Friday, April 30, 2010

The Annual Return of Our Neighborhood Red-Tailed Hawks

Ever have the feeling that you are being watched?

This is what I saw when I looked up from the computer for much of March and April. Just about every morning there was a red-tailed hawk sitting there in the top of the fir tree in the field behind our house.

Here it is sitting on its second-favorite perch. The hawk is facing left in the middle of the picture.

The nest that hawks use year after year is located in a large cottonwood tree in the large wetland that begins just southwest of our yard. Here are pictures taken from our back deck -

The arrow that I added to this picture is to point out that you can see the hawk sitting in the nest.

This is a view from the east. I couldn't believe how huge the nest looks from this direction.

Every year starting in January we see the hawks fly by carrying twigs/branches to the nest. On March 1 I actually saw the pair, uh, mate in that large fir tree. I took a couple of pictures, but they are both very poor-quality shots. For what it's worth, here they are....

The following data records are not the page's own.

//! SERP research through Serper.dev.

use secrecy::{ExposeSecret, SecretString};
use serde::{Deserialize, Serialize};
use thiserror::Error;
use tracing::instrument;

const SERPER_API_URL: &str = "https://google.serper.dev";

/// Errors from the Serper API.
#[derive(Debug, Error)]
pub enum SerperError {
    /// HTTP request failed.
    #[error("HTTP error: {0}")]
    Http(#[from] reqwest::Error),

    /// Serper returned a non-success status.
    #[error("API error ({status}): {message}")]
    Api {
        /// HTTP status code.
        status: u16,
        /// Response body excerpt.
        message: String,
    },

    /// Response did not match the expected shape.
    #[error("parse error: {0}")]
    Parse(String),
}

/// One organic search result.
#[derive(Debug, Clone, PartialEq, Eq, Serialize, Deserialize)]
pub struct OrganicResult {
    pub title: String,
    pub link: String,
    #[serde(default)]
    pub snippet: String,
}

/// Search results for one query.
#[derive(Debug, Clone, Default, PartialEq, Eq, Serialize)]
pub struct SearchResults {
    pub organic: Vec<OrganicResult>,
    pub people_also_ask: Vec<String>,
}

impl SearchResults {
    /// Render results as prompt context.
    #[must_use]
    pub fn to_prompt_text(&self, max_results: usize) -> String {
        let mut out = String::new();
        if !self.organic.is_empty() {
            out.push_str("Top search results:\n");
            for (i, r) in self.organic.iter().take(max_results).enumerate() {
                out.push_str(&format!("{}. {} - {}\n   {}\n", i + 1, r.title, r.link, r.snippet));
            }
        }
        if !self.people_also_ask.is_empty() {
            out.push_str("People also ask:\n");
            for question in &self.people_also_ask {
                out.push_str(&format!("- {question}\n"));
            }
        }
        out
    }
}

#[derive(Deserialize)]
#[serde(rename_all = "camelCase")]
struct SerperResponse {
    #[serde(default)]
    organic: Vec<OrganicResult>,
    #[serde(default)]
    people_also_ask: Vec<PeopleAlsoAsk>,
}

#[derive(Deserialize)]
struct PeopleAlsoAsk {
    question: String,
}

/// Serper.dev search client.
#[derive(Clone)]
pub struct SerperClient {
    client: reqwest::Client,
    base_url: String,
    api_key: SecretString,
}

impl SerperClient {
    #[must_use]
    pub fn new(client: reqwest::Client, api_key: SecretString) -> Self {
        Self::with_base_url(client, api_key, SERPER_API_URL)
    }

    #[must_use]
    pub fn with_base_url(client: reqwest::Client, api_key: SecretString, base_url: &str) -> Self {
        Self {
            client,
            base_url: base_url.trim_end_matches('/').to_string(),
            api_key,
        }
    }

    /// Google search for `query`, `num` results (1..=100).
    ///
    /// # Errors
    ///
    /// Returns a `SerperError` if the request fails.
    #[instrument(skip(self))]
    pub async fn search(&self, query: &str, num: u32) -> Result<SearchResults, SerperError> {
        let response = self
            .client
            .post(format!("{}/search", self.base_url))
            .header("X-API-KEY", self.api_key.expose_secret())
            .json(&serde_json::json!({ "q": query, "num": num.clamp(1, 100) }))
            .send()
            .await?;

        let status = response.status();
        let text = response.text().await?;
        if !status.is_success() {
            return Err(SerperError::Api {
                status: status.as_u16(),
                message: text.chars().take(200).collect(),
            });
        }

        let parsed: SerperResponse =
            serde_json::from_str(&text).map_err(|e| SerperError::Parse(e.to_string()))?;
        Ok(SearchResults {
            organic: parsed.organic,
            people_also_ask: parsed
                .people_also_ask
                .into_iter()
                .map(|p| p.question)
                .collect(),
        })
    }
}
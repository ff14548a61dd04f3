//! Business logic services.

pub mod auth;
pub mod connections;
pub mod publishing;

pub use connections::{Connections, VerifiedConnection};
pub use publishing::PublishOptions;
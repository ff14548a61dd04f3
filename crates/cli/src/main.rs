//! ContentForge CLI - migrations and management tools.
//!
//! # Usage
//!
//! ```bash
//! # Run database migrations
//! cf-cli migrate
//!
//! # Create a user
//! cf-cli user create -e writer@example.com -p 'correct horse battery'
//!
//! # Crawl a sitemap and print the JSON report
//! cf-cli index-sitemap https://example.com/sitemap.xml --max-urls 100
//! ```

#![cfg_attr(not(test), forbid(unsafe_code))]

use clap::{Parser, Subcommand};

mod commands;

#[derive(Parser)]
#[command(name = "cf-cli")]
#[command(author, version, about = "ContentForge CLI tools")]
struct Cli {
    #[command(subcommand)]
    command: Commands,
}

#[derive(Subcommand)]
enum Commands {
    /// Run database migrations
    Migrate,
    /// Manage users
    User {
        #[command(subcommand)]
        action: UserAction,
    },
    /// Crawl a sitemap (or sitemap index) and print the URLs as JSON
    IndexSitemap {
        /// Sitemap URL
        url: String,

        /// Stop after this many page URLs
        #[arg(long)]
        max_urls: Option<usize>,
    },
}

#[derive(Subcommand)]
enum UserAction {
    /// Create a new user
    Create {
        /// Login email address
        #[arg(short, long)]
        email: String,

        /// Password (at least 8 characters)
        #[arg(short, long)]
        password: String,
    },
}

#[tokio::main]
async fn main() {
    // Logs go to stderr so `index-sitemap` output can be piped
    tracing_subscriber::fmt()
        .with_env_filter(
            tracing_subscriber::EnvFilter::try_from_default_env()
                .unwrap_or_else(|_| "cf_cli=info,contentforge_api=info".into()),
        )
        .with_writer(std::io::stderr)
        .init();

    let cli = Cli::parse();

    let result: Result<(), Box<dyn std::error::Error>> = run(cli).await;

    if let Err(e) = result {
        tracing::error!("Command failed: {e}");
        std::process::exit(1);
    }
}

async fn run(cli: Cli) -> Result<(), Box<dyn std::error::Error>> {
    match cli.command {
        Commands::Migrate => commands::migrate::run().await?,
        Commands::User { action } => match action {
            UserAction::Create { email, password } => {
                commands::user::create(&email, &password).await?;
            }
        },
        Commands::IndexSitemap { url, max_urls } => {
            let report = commands::crawl::index_sitemap(&url, max_urls).await?;
            #[allow(clippy::print_stdout)]
            {
                println!("{}", serde_json::to_string_pretty(&report)?);
            }
        }
    }
    Ok(())
}

#[cfg(test)]
mod tests {
    use clap::CommandFactory;

    use super::*;

    #[test]
    fn test_cli_definition_is_valid() {
        Cli::command().debug_assert();
    }

    #[test]
    fn test_parses_index_sitemap() {
        let cli = Cli::try_parse_from([
            "cf-cli",
            "index-sitemap",
            "https://example.com/sitemap.xml",
            "--max-urls",
            "25",
        ])
        .expect("parse");
        match cli.command {
            Commands::IndexSitemap { url, max_urls } => {
                assert_eq!(url, "https://example.com/sitemap.xml");
                assert_eq!(max_urls, Some(25));
            }
            _ => panic!("expected index-sitemap"),
        }
    }

    #[test]
    fn test_parses_user_create() {
        let cli = Cli::try_parse_from(["cf-cli", "user", "create", "-e", "a@b.co", "-p", "secret123"])
            .expect("parse");
        assert!(matches!(
            cli.command,
            Commands::User {
                action: UserAction::Create { .. }
            }
        ));
    }
}
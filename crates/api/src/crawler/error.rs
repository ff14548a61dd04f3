//! Crawler error types.

use thiserror::Error;

/// Errors from sitemap discovery, sitemap parsing and page fetching.
#[derive(Debug, Error)]
pub enum CrawlError {
    /// URL could not be parsed or is not http(s).
    #[error("invalid url: {0}")]
    InvalidUrl(String),

    /// Network failure or timeout.
    #[error("http error: {0}")]
    Http(#[from] reqwest::Error),

    /// Server answered with a non-success status.
    #[error("{url} returned HTTP {status}")]
    Status { url: String, status: u16 },

    /// Document is not well-formed XML.
    #[error("malformed sitemap xml: {0}")]
    Xml(String),

    /// Document parsed but its root is neither `<sitemapindex>` nor `<urlset>`.
    #[error("not a sitemap (root element <{0}>)")]
    NotASitemap(String),
}

impl From<quick_xml::Error> for CrawlError {
    fn from(err: quick_xml::Error) -> Self {
        Self::Xml(err.to_string())
    }
}

impl From<quick_xml::DeError> for CrawlError {
    fn from(err: quick_xml::DeError) -> Self {
        Self::Xml(err.to_string())
    }
}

Right now I can look over at the nest through binoculars and see the head of a hawk sitting in there. It's getting harder to see the nest from here now that the trees are leafing out. It should become pretty obvious when the eggs hatch, though, because the hawks become pretty noisy. All day long. I'll post updates.

Sunday, April 25, 2010

Stream-side Planting - Done!

We had a beautiful day for phase two of the planting of the section of Little Swamp Creek that passes through our yard. This planting event took place in the area all along the west side of the creek.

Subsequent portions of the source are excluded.